In 2018, the lake was officially opened on the Friday before Memorial Day weekend. On 26 May, Sherry Vann caught a 14-lb largemouth bass which Georgia Outdoor News described as a "monster". Initially, the lake was free for people from Grady County and children under 15 years of age, and $3 per day for non-residents of the county. In June, changes to its fishing policies and prices meant that people from outside of the county had to pay $10 per day with the option of a $200 yearly pass. In September, the Grady County Board of Commissioners approved a recommendation from the Grady County Lake Authority to permit duck hunting at the lake. A total of 216 permits were to be issued, assigned through a lottery.
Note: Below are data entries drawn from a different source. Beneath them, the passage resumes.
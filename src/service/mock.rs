//! Mock services for testing and offline demo
//!
//! Return configurable data without making real network calls. The same
//! types back the `--mock` demo mode and the test suite: failures, latency
//! and canned replies are all injectable, and every request is recorded for
//! assertions.

use std::sync::{Arc, Mutex};
use std::time::Duration;

use async_trait::async_trait;

use super::{CatalogService, RecommendationService, SessionInfo, SessionService};
use crate::catalog::BookRecord;
use crate::error::{LibriError, Result};

fn service_failure(service: &'static str) -> LibriError {
    LibriError::Api {
        service,
        status: 500,
        body: "mock failure".to_string(),
    }
}

/// Seeded catalog used by the offline demo
pub fn demo_catalog() -> Vec<BookRecord> {
    let entries: [(&str, &str, Option<f64>, &str, &str); 6] = [
        ("1", "Dune", Some(15.0), "English", "SciFi"),
        ("2", "The Left Hand of Darkness", Some(12.5), "English", "SciFi"),
        ("3", "Solaris", Some(9.99), "Polish", "SciFi"),
        ("4", "The Name of the Rose", Some(18.0), "Italian", "Mystery"),
        ("5", "Pedro Páramo", None, "Spanish", "Fiction"),
        ("6", "The Master and Margarita", Some(11.25), "Russian", "Fantasy"),
    ];
    entries
        .into_iter()
        .map(|(id, name, price, language, genre)| BookRecord {
            id: id.to_string(),
            name: name.to_string(),
            price,
            language: language.to_string(),
            genre: genre.to_string(),
        })
        .collect()
}

// ============================================================================
// CATALOG
// ============================================================================

/// In-memory catalog with substring search
pub struct MockCatalog {
    books: Arc<Mutex<Vec<BookRecord>>>,
    fail: Arc<Mutex<bool>>,
    latency: Option<Duration>,
    /// Search terms received, in call order (for assertions)
    searches: Arc<Mutex<Vec<String>>>,
}

impl MockCatalog {
    pub fn new() -> Self {
        Self::with_books(Vec::new())
    }

    pub fn with_books(books: Vec<BookRecord>) -> Self {
        Self {
            books: Arc::new(Mutex::new(books)),
            fail: Arc::new(Mutex::new(false)),
            latency: None,
            searches: Arc::new(Mutex::new(Vec::new())),
        }
    }

    /// Delay every call by `latency` before answering
    pub fn with_latency(mut self, latency: Duration) -> Self {
        self.latency = Some(latency);
        self
    }

    /// Make every subsequent call fail (or succeed again)
    pub fn set_fail(&self, fail: bool) {
        *self.fail.lock().unwrap() = fail;
    }

    /// Replace the seeded catalog
    pub fn set_books(&self, books: Vec<BookRecord>) {
        *self.books.lock().unwrap() = books;
    }

    /// All search terms received so far
    pub fn recorded_searches(&self) -> Vec<String> {
        self.searches.lock().unwrap().clone()
    }

    async fn simulate_latency(&self) {
        if let Some(latency) = self.latency {
            tokio::time::sleep(latency).await;
        }
    }
}

impl Default for MockCatalog {
    fn default() -> Self {
        Self::new()
    }
}

#[async_trait]
impl CatalogService for MockCatalog {
    async fn fetch_all(&self) -> Result<Vec<BookRecord>> {
        self.simulate_latency().await;
        if *self.fail.lock().unwrap() {
            return Err(service_failure("catalog"));
        }
        Ok(self.books.lock().unwrap().clone())
    }

    async fn search(&self, term: &str) -> Result<Vec<BookRecord>> {
        self.searches.lock().unwrap().push(term.to_string());
        self.simulate_latency().await;
        if *self.fail.lock().unwrap() {
            return Err(service_failure("catalog"));
        }

        let books = self.books.lock().unwrap();
        if term.is_empty() {
            // Empty term means "no filter", matching the backend contract.
            return Ok(books.clone());
        }
        let needle = term.to_lowercase();
        Ok(books
            .iter()
            .filter(|b| b.name.to_lowercase().contains(&needle))
            .cloned()
            .collect())
    }
}

// ============================================================================
// SESSION
// ============================================================================

/// Session service double issuing a fixed credential pair
pub struct MockSession {
    fail: Arc<Mutex<bool>>,
    session: SessionInfo,
}

impl MockSession {
    pub fn new() -> Self {
        Self {
            fail: Arc::new(Mutex::new(false)),
            session: SessionInfo {
                access_token: "mock-access-token".to_string(),
                session_id: "mock-session-id".to_string(),
            },
        }
    }

    pub fn failing() -> Self {
        let s = Self::new();
        *s.fail.lock().unwrap() = true;
        s
    }

    pub fn set_fail(&self, fail: bool) {
        *self.fail.lock().unwrap() = fail;
    }
}

impl Default for MockSession {
    fn default() -> Self {
        Self::new()
    }
}

#[async_trait]
impl SessionService for MockSession {
    async fn init_session(&self) -> Result<SessionInfo> {
        if *self.fail.lock().unwrap() {
            return Err(service_failure("session"));
        }
        Ok(self.session.clone())
    }
}

// ============================================================================
// AGENT
// ============================================================================

/// Agent double with a FIFO reply queue
pub struct MockAgent {
    /// Queue of replies to return (FIFO)
    replies: Arc<Mutex<Vec<String>>>,
    /// Default reply when the queue is empty
    default_reply: String,
    fail: Arc<Mutex<bool>>,
    latency: Option<Duration>,
    /// Messages received, in call order (for assertions)
    requests: Arc<Mutex<Vec<String>>>,
}

impl MockAgent {
    pub fn new() -> Self {
        Self {
            replies: Arc::new(Mutex::new(Vec::new())),
            default_reply:
                "Readers who liked this also enjoyed exploring nearby shelves.".to_string(),
            fail: Arc::new(Mutex::new(false)),
            latency: None,
            requests: Arc::new(Mutex::new(Vec::new())),
        }
    }

    /// Create with a queue of replies
    pub fn with_replies(replies: Vec<String>) -> Self {
        let agent = Self::new();
        *agent.replies.lock().unwrap() = replies;
        agent
    }

    /// Set the default reply used when the queue is empty
    pub fn with_default(mut self, reply: impl Into<String>) -> Self {
        self.default_reply = reply.into();
        self
    }

    /// Delay every call by `latency` before answering
    pub fn with_latency(mut self, latency: Duration) -> Self {
        self.latency = Some(latency);
        self
    }

    pub fn set_fail(&self, fail: bool) {
        *self.fail.lock().unwrap() = fail;
    }

    /// Add a reply to the queue
    pub fn queue_reply(&self, reply: impl Into<String>) {
        self.replies.lock().unwrap().push(reply.into());
    }

    /// All messages received so far
    pub fn recorded_requests(&self) -> Vec<String> {
        self.requests.lock().unwrap().clone()
    }

    /// The last message received
    pub fn last_request(&self) -> Option<String> {
        self.requests.lock().unwrap().last().cloned()
    }
}

impl Default for MockAgent {
    fn default() -> Self {
        Self::new()
    }
}

#[async_trait]
impl RecommendationService for MockAgent {
    async fn invoke(&self, _session: &SessionInfo, message: &str) -> Result<String> {
        self.requests.lock().unwrap().push(message.to_string());
        if let Some(latency) = self.latency {
            tokio::time::sleep(latency).await;
        }
        if *self.fail.lock().unwrap() {
            return Err(service_failure("agent"));
        }

        let mut queue = self.replies.lock().unwrap();
        if queue.is_empty() {
            Ok(self.default_reply.clone())
        } else {
            Ok(queue.remove(0))
        }
    }
}

#[cfg(test)]
mod tests {
    use super::*;

    fn session() -> SessionInfo {
        SessionInfo {
            access_token: "t".into(),
            session_id: "s".into(),
        }
    }

    #[tokio::test]
    async fn test_catalog_empty_term_returns_everything() {
        let catalog = MockCatalog::with_books(demo_catalog());
        let all = catalog.search("").await.unwrap();
        assert_eq!(all.len(), demo_catalog().len());
    }

    #[tokio::test]
    async fn test_catalog_search_filters_by_name() {
        let catalog = MockCatalog::with_books(demo_catalog());
        let hits = catalog.search("dune").await.unwrap();
        assert_eq!(hits.len(), 1);
        assert_eq!(hits[0].name, "Dune");
    }

    #[tokio::test]
    async fn test_catalog_records_search_terms() {
        let catalog = MockCatalog::new();
        catalog.search("one").await.unwrap();
        catalog.search("two").await.unwrap();
        assert_eq!(catalog.recorded_searches(), vec!["one", "two"]);
    }

    #[tokio::test]
    async fn test_catalog_latency_delays_replies() {
        let catalog =
            MockCatalog::with_books(demo_catalog()).with_latency(Duration::from_millis(30));
        let start = std::time::Instant::now();
        catalog.fetch_all().await.unwrap();
        assert!(start.elapsed() >= Duration::from_millis(30));
    }

    #[tokio::test]
    async fn test_catalog_failure_toggle() {
        let catalog = MockCatalog::with_books(demo_catalog());
        catalog.set_fail(true);
        assert!(catalog.fetch_all().await.is_err());
        catalog.set_fail(false);
        assert!(catalog.fetch_all().await.is_ok());
    }

    #[tokio::test]
    async fn test_session_failing_constructor() {
        let session = MockSession::failing();
        assert!(session.init_session().await.is_err());
    }

    #[tokio::test]
    async fn test_agent_queued_replies_then_default() {
        let agent = MockAgent::with_replies(vec!["First".into(), "Second".into()])
            .with_default("Fallback");

        assert_eq!(agent.invoke(&session(), "a").await.unwrap(), "First");
        assert_eq!(agent.invoke(&session(), "b").await.unwrap(), "Second");
        assert_eq!(agent.invoke(&session(), "c").await.unwrap(), "Fallback");
    }

    #[tokio::test]
    async fn test_agent_records_requests() {
        let agent = MockAgent::new();
        agent.invoke(&session(), "recommend Dune").await.unwrap();
        assert_eq!(agent.last_request().as_deref(), Some("recommend Dune"));
    }
}
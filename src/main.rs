//! Libri CLI - terminal book catalog browser

use clap::{Args, Parser, Subcommand};
use colored::Colorize;

use libri::error::FixSuggestion;
use libri::{Backend, LibriConfig, LibriError};

#[derive(Parser)]
#[command(name = "libri")]
#[command(about = "Terminal book catalog browser with AI-powered recommendations")]
#[command(version)]
struct Cli {
    #[command(subcommand)]
    command: Option<Commands>,
}

#[derive(Args)]
struct EndpointArgs {
    /// Override the catalog service base URL
    #[arg(long)]
    catalog_url: Option<String>,

    /// Override the session service base URL
    #[arg(long)]
    session_url: Option<String>,

    /// Override the agent service base URL
    #[arg(long)]
    agent_url: Option<String>,

    /// API key for the session and agent services
    #[arg(long)]
    api_key: Option<String>,
}

#[derive(Subcommand)]
enum Commands {
    /// Browse the catalog in the terminal
    Browse {
        #[command(flatten)]
        endpoints: EndpointArgs,

        /// Use the seeded in-memory backend (offline demo)
        #[arg(long)]
        mock: bool,
    },

    /// Probe the configured services and report reachability
    Check {
        #[command(flatten)]
        endpoints: EndpointArgs,
    },
}

#[tokio::main]
async fn main() {
    // Load .env file (ignore if not present)
    let _ = dotenvy::dotenv();

    // Initialize tracing; quiet by default so the TUI owns the terminal
    tracing_subscriber::fmt()
        .with_env_filter(
            tracing_subscriber::EnvFilter::from_default_env()
                .add_directive(tracing::Level::WARN.into()),
        )
        .with_writer(std::io::stderr)
        .init();

    let cli = Cli::parse();

    let result = match cli.command {
        Some(Commands::Browse { endpoints, mock }) => browse(endpoints, mock).await,
        Some(Commands::Check { endpoints }) => check(endpoints).await,
        None => {
            print_banner();
            Ok(())
        }
    };

    if let Err(e) = result {
        eprintln!("{} {}", "Error:".red().bold(), e);
        if let Some(libri_err) = e.downcast_ref::<LibriError>() {
            if let Some(suggestion) = libri_err.fix_suggestion() {
                eprintln!("  {} {}", "Fix:".yellow(), suggestion);
            }
        }
        std::process::exit(1);
    }
}

fn print_banner() {
    println!(
        "{} {}",
        "libri".cyan().bold(),
        format!("v{}", env!("CARGO_PKG_VERSION")).cyan()
    );
    println!("Terminal book catalog browser with AI-powered recommendations");
    println!();
    println!("  {}   browse the catalog (add --mock for an offline demo)", "libri browse".bold());
    println!("  {}    probe the configured services", "libri check".bold());
    println!();
    println!("Run {} for all options.", "libri --help".bold());
}

/// Config file + env, overridden by CLI flags
fn effective_config(endpoints: EndpointArgs) -> Result<LibriConfig, LibriError> {
    let mut config = LibriConfig::load()?.with_env();
    if let Some(url) = endpoints.catalog_url {
        config.endpoints.catalog_url = Some(url);
    }
    if let Some(url) = endpoints.session_url {
        config.endpoints.session_url = Some(url);
    }
    if let Some(url) = endpoints.agent_url {
        config.endpoints.agent_url = Some(url);
    }
    if let Some(key) = endpoints.api_key {
        config.auth.api_key = Some(key);
    }
    config.validate()?;
    Ok(config)
}

async fn browse(endpoints: EndpointArgs, mock: bool) -> anyhow::Result<()> {
    let backend = if mock {
        Backend::mock()
    } else {
        let config = effective_config(endpoints)?;
        Backend::http(&config)?
    };

    libri::tui::run(backend).await
}

async fn check(endpoints: EndpointArgs) -> anyhow::Result<()> {
    let config = effective_config(endpoints)?;
    let backend = Backend::http(&config)?;

    println!("{} libri service check", "→".cyan());
    match config.api_key() {
        Some(key) => println!("  api key: {}", libri::config::mask_api_key(key, 8)),
        None => println!("  api key: (none)"),
    }

    let (catalog_result, session_result) = futures::future::join(
        backend.catalog.fetch_all(),
        backend.session.init_session(),
    )
    .await;

    match &catalog_result {
        Ok(books) => println!(
            "{} catalog: {} books at {}",
            "✓".green(),
            books.len(),
            config.catalog_url()
        ),
        Err(e) => println!("{} catalog: {}", "✗".red(), e),
    }

    match &session_result {
        Ok(info) => println!("{} session: id {}", "✓".green(), info.session_id),
        Err(e) => println!("{} session: {}", "✗".red(), e),
    }

    let agent_ok = match &session_result {
        Ok(session) => {
            match backend
                .agent
                .invoke(session, "Reply with one short sentence.")
                .await
            {
                Ok(_) => {
                    println!("{} agent: reachable at {}", "✓".green(), config.agent_url());
                    true
                }
                Err(e) => {
                    println!("{} agent: {}", "✗".red(), e);
                    false
                }
            }
        }
        Err(_) => {
            println!("{} agent: skipped (no session)", "-".yellow());
            false
        }
    };

    if catalog_result.is_err() || session_result.is_err() || !agent_ok {
        anyhow::bail!("one or more services failed the check");
    }
    Ok(())
}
In 2020, Grady County officials met with Raymond James and Associates to discuss refinancing the $10 million worth of bonds that were taken out in 2010. The County Administrator at this time, Buddy Johnson, supported this. Payments on these bonds are supported by fishing revenues.

In 2021, Amanda Parker caught a 28-inch-long largemouth bass weighing 14.60 lb, setting a new record both for the lake and for the largest bass caught by a Georgia woman in 50 years.

In 2023, Cairo Grady Development LLC signed a $1.7 million contract to purchase 200 acres of land at Tired Creek Lake for the purpose of developing a campground.

In 2025, officials discussed infrastructure upgrades at the lake including the installation of electricity and the creation of a family-oriented recreational space.

==Ecology==
Georgia Department of Natural Resources completed water sampling and monitoring alongside visual surveys from April 2016 until September 2018. In this report, the Department of Natural Resources Environmental Protection Division noted "illegal dumping of old furniture, tires, litter" in the creeks flowing into Tired Creek Lake. The report indicated that the presence of Escherichia coli (E. Coli) in the lake was at similar concentration (cfu/100mL) to Litte Tired, Parkers Mill, Tired Creek, and Turkey Creek. The air and water temperature at Tired Creek Lake was slightly higher than the other measured sites.

==Politics==
The Georgia Water Coalition opposed the development of the lake, describing it as "unnecessary". The coalition criticized the estimated costs associated with the lake development project. The coalition said Grady County had "fought to minimize the size of the buffer around
the lake" and "refused to put the undeveloped portion of the property – more than 2,000 acres – under a conservation easement".